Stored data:
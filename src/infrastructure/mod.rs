//! Adapters behind the domain ports: storage backends, the in-process
//! notification bus and the outbound payment gateway clients.

pub mod broadcast;
pub mod in_memory;
pub mod providers;
#[cfg(feature = "storage-rocksdb")]
pub mod rocksdb;
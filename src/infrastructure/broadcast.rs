use crate::domain::notification::{Channel, Notification};
use crate::domain::ports::NotificationBus;
use async_trait::async_trait;
use std::collections::HashMap;
use std::sync::Arc;
use tokio::sync::{RwLock, broadcast};
use tracing::debug;

/// Per-subscriber buffer. A subscriber that falls further behind than this
/// loses the oldest events and is expected to re-fetch.
const CHANNEL_CAPACITY: usize = 256;

/// In-process fan-out with one broadcast channel per [`Channel`].
///
/// Subscribers only see events published after they subscribed; there is no
/// backlog or replay. A channel whose last receiver is gone is forgotten on
/// the next publish to it or on [`ChannelBus::prune`].
#[derive(Clone, Default)]
pub struct ChannelBus {
    channels: Arc<RwLock<HashMap<Channel, broadcast::Sender<Notification>>>>,
}

impl ChannelBus {
    pub fn new() -> Self {
        Self::default()
    }

    pub async fn subscribe(&self, channel: Channel) -> broadcast::Receiver<Notification> {
        let mut channels = self.channels.write().await;
        channels
            .entry(channel)
            .or_insert_with(|| broadcast::channel(CHANNEL_CAPACITY).0)
            .subscribe()
    }

    /// Number of channels with at least one live subscriber.
    pub async fn active_channels(&self) -> usize {
        let channels = self.channels.read().await;
        channels
            .values()
            .filter(|sender| sender.receiver_count() > 0)
            .count()
    }

    /// Number of channels currently held, live or not.
    pub async fn registered_channels(&self) -> usize {
        self.channels.read().await.len()
    }

    /// Drops every channel without receivers. Returns how many were removed.
    pub async fn prune(&self) -> usize {
        let mut channels = self.channels.write().await;
        let before = channels.len();
        channels.retain(|_, sender| sender.receiver_count() > 0);
        let removed = before - channels.len();
        if removed > 0 {
            debug!(removed, "Idle channels pruned");
        }
        removed
    }

    async fn forget_if_idle(&self, channel: &Channel) {
        let mut channels = self.channels.write().await;
        if channels
            .get(channel)
            .is_some_and(|sender| sender.receiver_count() == 0)
        {
            channels.remove(channel);
        }
    }
}

#[async_trait]
impl NotificationBus for ChannelBus {
    async fn publish(&self, notification: Notification) {
        let channel = notification.channel.clone();
        let delivered = {
            let channels = self.channels.read().await;
            let Some(sender) = channels.get(&channel) else {
                debug!(%channel, event = %notification.event_name, "No subscribers, event dropped");
                return;
            };
            sender.send(notification)
        };
        match delivered {
            Ok(receivers) => debug!(%channel, receivers, "Event delivered"),
            Err(_) => {
                debug!(%channel, "Subscribers gone, event dropped");
                self.forget_if_idle(&channel).await;
            }
        }
    }
}

#[cfg(test)]
mod tests {
    use super::*;
    use serde_json::json;

    #[tokio::test]
    async fn test_delivers_only_to_matching_channel() {
        let bus = ChannelBus::new();
        let mut alice = bus.subscribe(Channel::user("alice")).await;
        let mut admin = bus.subscribe(Channel::Admin).await;

        bus.publish(Notification::new(
            Channel::user("alice"),
            "booking-updated",
            json!({"action": "approved"}),
        ))
        .await;

        let received = alice.recv().await.unwrap();
        assert_eq!(received.event_name, "booking-updated");
        assert!(admin.try_recv().is_err());
    }

    #[tokio::test]
    async fn test_no_replay_for_late_subscribers() {
        let bus = ChannelBus::new();
        bus.publish(Notification::new(Channel::Admin, "booking-created", json!({})))
            .await;

        let mut late = bus.subscribe(Channel::Admin).await;
        assert!(late.try_recv().is_err());
    }

    #[tokio::test]
    async fn test_fan_out_to_every_session() {
        let bus = ChannelBus::new();
        let mut first = bus.subscribe(Channel::Admin).await;
        let mut second = bus.subscribe(Channel::Admin).await;
        assert_eq!(bus.active_channels().await, 1);

        bus.publish(Notification::new(Channel::Admin, "booking-created", json!({})))
            .await;

        assert_eq!(first.recv().await.unwrap().event_name, "booking-created");
        assert_eq!(second.recv().await.unwrap().event_name, "booking-created");
    }

    #[tokio::test]
    async fn test_idle_channels_are_forgotten() {
        let bus = ChannelBus::new();
        let gone = bus.subscribe(Channel::user("u1")).await;
        let _admin = bus.subscribe(Channel::Admin).await;
        let idle = bus.subscribe(Channel::user("u2")).await;
        assert_eq!(bus.registered_channels().await, 3);

        drop(gone);
        bus.publish(Notification::new(Channel::user("u1"), "booking-updated", json!({})))
            .await;
        assert_eq!(bus.registered_channels().await, 2);

        drop(idle);
        assert_eq!(bus.prune().await, 1);
        assert_eq!(bus.registered_channels().await, 1);
        assert_eq!(bus.active_channels().await, 1);
    }
}
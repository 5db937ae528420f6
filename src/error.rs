use thiserror::Error;

/// Errors produced by the desk services.
///
/// Validation, not-found and conflict errors are caller-recoverable and carry a
/// stable [`DeskError::code`]. Provider errors are normalized at the adapter
/// boundary; the raw upstream body is logged, never stored in the variant.
#[derive(Error, Debug)]
pub enum DeskError {
    #[error("Validation error: {0}")]
    ValidationError(String),
    #[error("{resource} {id} not found")]
    NotFound { resource: &'static str, id: String },
    #[error("Cannot {action} a {entity} in status {from}")]
    InvalidStateTransition {
        entity: &'static str,
        from: String,
        action: &'static str,
    },
    #[error("Conflict: {0}")]
    Conflict(String),
    #[error("Authentication required")]
    Unauthenticated,
    #[error("Forbidden: {0}")]
    Forbidden(String),
    #[error("Amount must be greater than zero")]
    InvalidAmount,
    #[error("Unsupported payment method: {0}")]
    UnsupportedMethod(String),
    #[error("Payment provider {provider} unavailable: {reason}")]
    ProviderUnavailable {
        provider: &'static str,
        reason: String,
    },
    #[error("Payment provider {provider} rejected the request: {reason}")]
    ProviderRejected {
        provider: &'static str,
        reason: String,
    },
    #[error("No payment matches correlation token {0}")]
    ReconciliationMismatch(String),
    #[error("CSV error: {0}")]
    CsvError(#[from] csv::Error),
    #[error("IO error: {0}")]
    IoError(#[from] std::io::Error),
    #[error("Internal error: {0}")]
    InternalError(Box<dyn std::error::Error + Send + Sync>),
}

impl DeskError {
    pub fn not_found(resource: &'static str, id: impl ToString) -> Self {
        Self::NotFound {
            resource,
            id: id.to_string(),
        }
    }

    pub fn internal(message: impl Into<String>) -> Self {
        Self::InternalError(Box::new(std::io::Error::other(message.into())))
    }

    /// Stable machine-readable code for clients.
    pub fn code(&self) -> &'static str {
        match self {
            Self::ValidationError(_) => "VALIDATION_ERROR",
            Self::NotFound { .. } => "NOT_FOUND",
            Self::InvalidStateTransition { .. } => "INVALID_STATE_TRANSITION",
            Self::Conflict(_) => "CONFLICT",
            Self::Unauthenticated => "UNAUTHENTICATED",
            Self::Forbidden(_) => "FORBIDDEN",
            Self::InvalidAmount => "INVALID_AMOUNT",
            Self::UnsupportedMethod(_) => "UNSUPPORTED_METHOD",
            Self::ProviderUnavailable { .. } => "PROVIDER_UNAVAILABLE",
            Self::ProviderRejected { .. } => "PROVIDER_REJECTED",
            Self::ReconciliationMismatch(_) => "RECONCILIATION_MISMATCH",
            Self::CsvError(_) | Self::IoError(_) | Self::InternalError(_) => "INTERNAL_ERROR",
        }
    }

    /// True for precondition failures the caller resolves by re-fetching.
    pub fn is_conflict(&self) -> bool {
        matches!(
            self,
            Self::InvalidStateTransition { .. } | Self::Conflict(_)
        )
    }
}

impl From<serde_json::Error> for DeskError {
    fn from(err: serde_json::Error) -> Self {
        Self::InternalError(Box::new(err))
    }
}

#[cfg(feature = "storage-rocksdb")]
impl From<rocksdb::Error> for DeskError {
    fn from(err: rocksdb::Error) -> Self {
        Self::InternalError(Box::new(err))
    }
}

pub type Result<T> = std::result::Result<T, DeskError>;
impl BookingService {
    pub fn new(
        store: BookingStoreRef,
        bus: NotificationBusRef,
        authorizer: Authorizer,
        cancellation: CancellationPolicy,
    ) -> Self {
        Self {
            store,
            bus,
            authorizer,
            cancellation,
        }
    }

    pub async fn create(&self, principal: &Principal, details: BookingDetails) -> Result<Booking> {
        let booking = Booking::new(&principal.id, details, Utc::now())?;
        self.store.insert(booking.clone()).await?;
        info!(
            booking_id = %booking.id,
            requester = %booking.requester,
            service_type = %booking.service_type,
            amount = %booking.amount,
            "Booking created"
        );

        self.bus
            .publish(Notification::new(
                Channel::Admin,
                "booking-created",
                json!({ "booking": booking }),
            ))
            .await;
        Ok(booking)
    }

    /// Returns the booking if the caller owns it or is admin. Anyone else gets
    /// `NotFound`, same as for an unknown id.
    pub async fn get(&self, principal: &Principal, id: Uuid) -> Result<Booking> {
        match self.store.get(id).await? {
            Some(booking) if self.authorizer.can_access(principal, &booking.requester) => {
                Ok(booking)
            }
            _ => Err(DeskError::not_found("Booking", id)),
        }
    }

    /// Bookings of one requester, newest first.
    pub async fn list_for_requester(
        &self,
        principal: &Principal,
        requester: &str,
    ) -> Result<Vec<Booking>> {
        self.authorizer.require_self_or_admin(principal, requester)?;
        let bookings = self.store.all().await?;
        Ok(bookings
            .into_iter()
            .filter(|b| b.requester == requester)
            .collect())
    }

    /// Admin listing, newest first, optionally filtered by status.
    pub async fn list_for_admin(
        &self,
        principal: &Principal,
        status: Option<BookingStatus>,
        page: usize,
        page_size: usize,
    ) -> Result<Page<Booking>> {
        self.authorizer.require_admin(principal)?;
        let bookings: Vec<Booking> = self
            .store
            .all()
            .await?
            .into_iter()
            .filter(|b| status.is_none_or(|s| b.status == s))
            .collect();
        Ok(Page::slice(bookings, page, page_size))
    }

    /// Pending bookings, oldest first.
    pub async fn pending_queue(&self, principal: &Principal) -> Result<Vec<Booking>> {
        self.authorizer.require_admin(principal)?;
        let mut pending: Vec<Booking> = self
            .store
            .all()
            .await?
            .into_iter()
            .filter(|b| b.status == BookingStatus::Pending)
            .collect();
        pending.sort_by_key(|b| b.created_at);
        Ok(pending)
    }

    pub async fn status_counts(&self, principal: &Principal) -> Result<StatusCounts> {
        self.authorizer.require_admin(principal)?;
        Ok(StatusCounts::tally(&self.store.all().await?))
    }

    pub async fn approve(
        &self,
        principal: &Principal,
        id: Uuid,
        notes: Option<String>,
        estimated_completion: Option<DateTime<Utc>>,
        assigned_truck: Option<String>,
    ) -> Result<Booking> {
        self.authorizer.require_admin(principal)?;
        let action = BookingAction::Approve {
            notes,
            estimated_completion,
            assigned_truck,
        };
        self.apply(principal, id, action).await
    }

    pub async fn reject(
        &self,
        principal: &Principal,
        id: Uuid,
        notes: Option<String>,
        reason: Option<String>,
    ) -> Result<Booking> {
        self.authorizer.require_admin(principal)?;
        self.apply(principal, id, BookingAction::Reject { notes, reason })
            .await
    }

    pub async fn complete(
        &self,
        principal: &Principal,
        id: Uuid,
        notes: Option<String>,
        completion_notes: Option<String>,
    ) -> Result<Booking> {
        self.authorizer.require_admin(principal)?;
        let action = BookingAction::Complete {
            notes,
            completion_notes,
        };
        self.apply(principal, id, action).await
    }

    /// Requester-initiated cancel. Which statuses can be cancelled is decided
    /// by the configured [`CancellationPolicy`].
    pub async fn cancel(&self, principal: &Principal, id: Uuid) -> Result<Booking> {
        let booking = self.owned(principal, id, "cancel").await?;
        self.commit(principal, booking, BookingAction::Cancel).await
    }

    /// Requester edit of a pending booking. The amount is re-priced from the
    /// resulting service type.
    pub async fn update_details(
        &self,
        principal: &Principal,
        id: Uuid,
        details: BookingDetails,
    ) -> Result<Booking> {
        let booking = self.owned(principal, id, "edit").await?;
        let next = booking.with_details(details, Utc::now())?;
        let updated = self.swap(&booking, next, "edit").await?;

        info!(
            booking_id = %updated.id,
            service_type = %updated.service_type,
            amount = %updated.amount,
            "Booking edited"
        );
        self.announce(&updated, "edited").await;
        Ok(updated)
    }

    /// Loads a booking the caller must own. An admin who is not the owner is
    /// refused; anyone else sees `NotFound`.
    async fn owned(&self, principal: &Principal, id: Uuid, verb: &str) -> Result<Booking> {
        let booking = self
            .store
            .get(id)
            .await?
            .ok_or_else(|| DeskError::not_found("Booking", id))?;
        if booking.requester == principal.id {
            Ok(booking)
        } else if principal.is_admin() {
            Err(DeskError::Forbidden(format!(
                "Only the requester can {verb} a booking"
            )))
        } else {
            Err(DeskError::not_found("Booking", id))
        }
    }

    async fn apply(&self, actor: &Principal, id: Uuid, action: BookingAction) -> Result<Booking> {
        let current = self
            .store
            .get(id)
            .await?
            .ok_or_else(|| DeskError::not_found("Booking", id))?;
        self.commit(actor, current, action).await
    }

    async fn commit(
        &self,
        actor: &Principal,
        current: Booking,
        action: BookingAction,
    ) -> Result<Booking> {
        let next = current.transition(&action, &actor.id, self.cancellation, Utc::now())?;
        let updated = self.swap(&current, next, action.name()).await?;

        info!(
            booking_id = %updated.id,
            actor = %actor.id,
            from = %current.status,
            to = %updated.status,
            "Booking {}",
            action.outcome()
        );
        self.announce(&updated, action.outcome()).await;
        Ok(updated)
    }

    /// Commits `next` only if the stored status still equals `current`'s.
    async fn swap(&self, current: &Booking, next: Booking, action: &'static str) -> Result<Booking> {
        match self.store.swap_if_status(current.status, next).await? {
            Swap::Applied(updated) => Ok(updated),
            Swap::Stale { current: status } => {
                warn!(
                    booking_id = %current.id,
                    action,
                    %status,
                    "Lost a concurrent booking update"
                );
                Err(DeskError::InvalidStateTransition {
                    entity: "booking",
                    from: status.to_string(),
                    action,
                })
            }
            Swap::Missing => Err(DeskError::not_found("Booking", current.id)),
        }
    }

    async fn announce(&self, booking: &Booking, outcome: &str) {
        self.bus
            .publish(Notification::new(
                Channel::user(booking.requester.clone()),
                "booking-updated",
                json!({ "action": outcome, "booking": booking }),
            ))
            .await;
        self.bus
            .publish(Notification::new(
                Channel::Admin,
                format!("booking-{outcome}"),
                json!({ "booking": booking }),
            ))
            .await;
    }
}

#[cfg(test)]
mod tests {
    use super::*;
    use crate::domain::principal::Role;
    use crate::infrastructure::broadcast::ChannelBus;
    use crate::infrastructure::in_memory::InMemoryBookingStore;
    use rust_decimal_macros::dec;
    use std::sync::Arc;

    fn service(bus: &ChannelBus, cancellation: CancellationPolicy) -> BookingService {
        BookingService::new(
            Arc::new(InMemoryBookingStore::new()),
            Arc::new(bus.clone()),
            Authorizer::default(),
            cancellation,
        )
    }

    fn details(service_type: &str) -> BookingDetails {
        BookingDetails {
            service_type: Some(service_type.to_string()),
            ..BookingDetails::default()
        }
    }

    #[tokio::test]
    async fn test_create_prices_and_announces() {
        let bus = ChannelBus::new();
        let mut admin_feed = bus.subscribe(Channel::Admin).await;
        let bookings = service(&bus, CancellationPolicy::PendingOnly);

        let booking = bookings
            .create(&Principal::customer("u1"), details("oil_change"))
            .await
            .unwrap();
        assert_eq!(booking.status, BookingStatus::Pending);
        assert_eq!(booking.amount, dec!(2500));
        assert_eq!(admin_feed.recv().await.unwrap().event_name, "booking-created");
    }

    #[tokio::test]
    async fn test_get_hides_foreign_bookings() {
        let bus = ChannelBus::new();
        let bookings = service(&bus, CancellationPolicy::PendingOnly);
        let booking = bookings
            .create(&Principal::customer("u1"), details("tire_change"))
            .await
            .unwrap();

        let err = bookings
            .get(&Principal::customer("u2"), booking.id)
            .await
            .unwrap_err();
        assert!(matches!(err, DeskError::NotFound { .. }));
        assert!(bookings.get(&Principal::admin("a1"), booking.id).await.is_ok());
    }

    #[tokio::test]
    async fn test_customer_cannot_approve() {
        let bus = ChannelBus::new();
        let bookings = service(&bus, CancellationPolicy::PendingOnly);
        let booking = bookings
            .create(&Principal::customer("u1"), details("oil_change"))
            .await
            .unwrap();

        let err = bookings
            .approve(&Principal::customer("u1"), booking.id, None, None, None)
            .await
            .unwrap_err();
        assert!(matches!(err, DeskError::Forbidden(_)));
    }

    #[tokio::test]
    async fn test_cancel_respects_policy() {
        let bus = ChannelBus::new();
        let owner = Principal::customer("u1");
        let admin = Principal {
            id: "a1".to_string(),
            role: Role::Admin,
        };

        let strict = service(&bus, CancellationPolicy::PendingOnly);
        let booking = strict.create(&owner, details("oil_change")).await.unwrap();
        strict.approve(&admin, booking.id, None, None, None).await.unwrap();
        let err = strict.cancel(&owner, booking.id).await.unwrap_err();
        assert!(err.is_conflict());

        let lenient = service(&bus, CancellationPolicy::UntilCompleted);
        let booking = lenient.create(&owner, details("oil_change")).await.unwrap();
        lenient.approve(&admin, booking.id, None, None, None).await.unwrap();
        let cancelled = lenient.cancel(&owner, booking.id).await.unwrap();
        assert_eq!(cancelled.status, BookingStatus::Cancelled);
    }

    #[tokio::test]
    async fn test_update_details_reprices_pending_booking() {
        let bus = ChannelBus::new();
        let mut owner_feed = bus.subscribe(Channel::user("u1")).await;
        let bookings = service(&bus, CancellationPolicy::PendingOnly);
        let owner = Principal::customer("u1");
        let booking = bookings.create(&owner, details("oil_change")).await.unwrap();

        let edited = bookings
            .update_details(&owner, booking.id, details("battery_replacement"))
            .await
            .unwrap();
        assert_eq!(edited.amount, dec!(4500));
        assert_eq!(bookings.get(&owner, booking.id).await.unwrap(), edited);

        let event = owner_feed.recv().await.unwrap();
        assert_eq!(event.event_name, "booking-updated");
        assert_eq!(event.payload["action"], "edited");

        let stranger = bookings
            .update_details(&Principal::customer("u2"), booking.id, details("oil_change"))
            .await
            .unwrap_err();
        assert!(matches!(stranger, DeskError::NotFound { .. }));
    }

    #[tokio::test]
    async fn test_update_details_refused_after_approval() {
        let bus = ChannelBus::new();
        let bookings = service(&bus, CancellationPolicy::PendingOnly);
        let owner = Principal::customer("u1");
        let booking = bookings.create(&owner, details("oil_change")).await.unwrap();
        let approved = bookings
            .approve(&Principal::admin("a1"), booking.id, None, None, None)
            .await
            .unwrap();

        let err = bookings
            .update_details(&owner, booking.id, details("engine_repair"))
            .await
            .unwrap_err();
        assert!(err.is_conflict());
        assert_eq!(bookings.get(&owner, booking.id).await.unwrap(), approved);
    }

    #[tokio::test]
    async fn test_pending_queue_is_oldest_first() {
        let bus = ChannelBus::new();
        let bookings = service(&bus, CancellationPolicy::PendingOnly);
        let customer = Principal::customer("u1");
        let first = bookings.create(&customer, details("oil_change")).await.unwrap();
        tokio::time::sleep(std::time::Duration::from_millis(2)).await;
        let second = bookings.create(&customer, details("brake_service")).await.unwrap();

        let queue = bookings.pending_queue(&Principal::admin("a1")).await.unwrap();
        let ids: Vec<Uuid> = queue.iter().map(|b| b.id).collect();
        assert_eq!(ids, vec![first.id, second.id]);
    }

    #[test]
    fn test_page_slice() {
        let page = Page::slice((1..=45).collect::<Vec<_>>(), 3, 20);
        assert_eq!(page.items, (41..=45).collect::<Vec<_>>());
        assert_eq!(page.total, 45);
        assert_eq!(page.total_pages, 3);

        let empty = Page::slice(Vec::<u8>::new(), 0, 0);
        assert_eq!(empty.page, 1);
        assert_eq!(empty.page_size, 1);
        assert_eq!(empty.total_pages, 0);
    }

    #[test]
    fn test_page_slice_far_past_the_end() {
        let page = Page::slice((1..=5).collect::<Vec<_>>(), usize::MAX, 20);
        assert!(page.items.is_empty());
        assert_eq!(page.page, usize::MAX);
        assert_eq!(page.total, 5);
        assert_eq!(page.total_pages, 1);
    }
}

| What to produce |
Find the lines above that include the string "message" and copy them.

| Task answer |
    pub fn internal(message: impl Into<String>) -> Self {
        Self::InternalError(Box::new(std::io::Error::other(message.into())))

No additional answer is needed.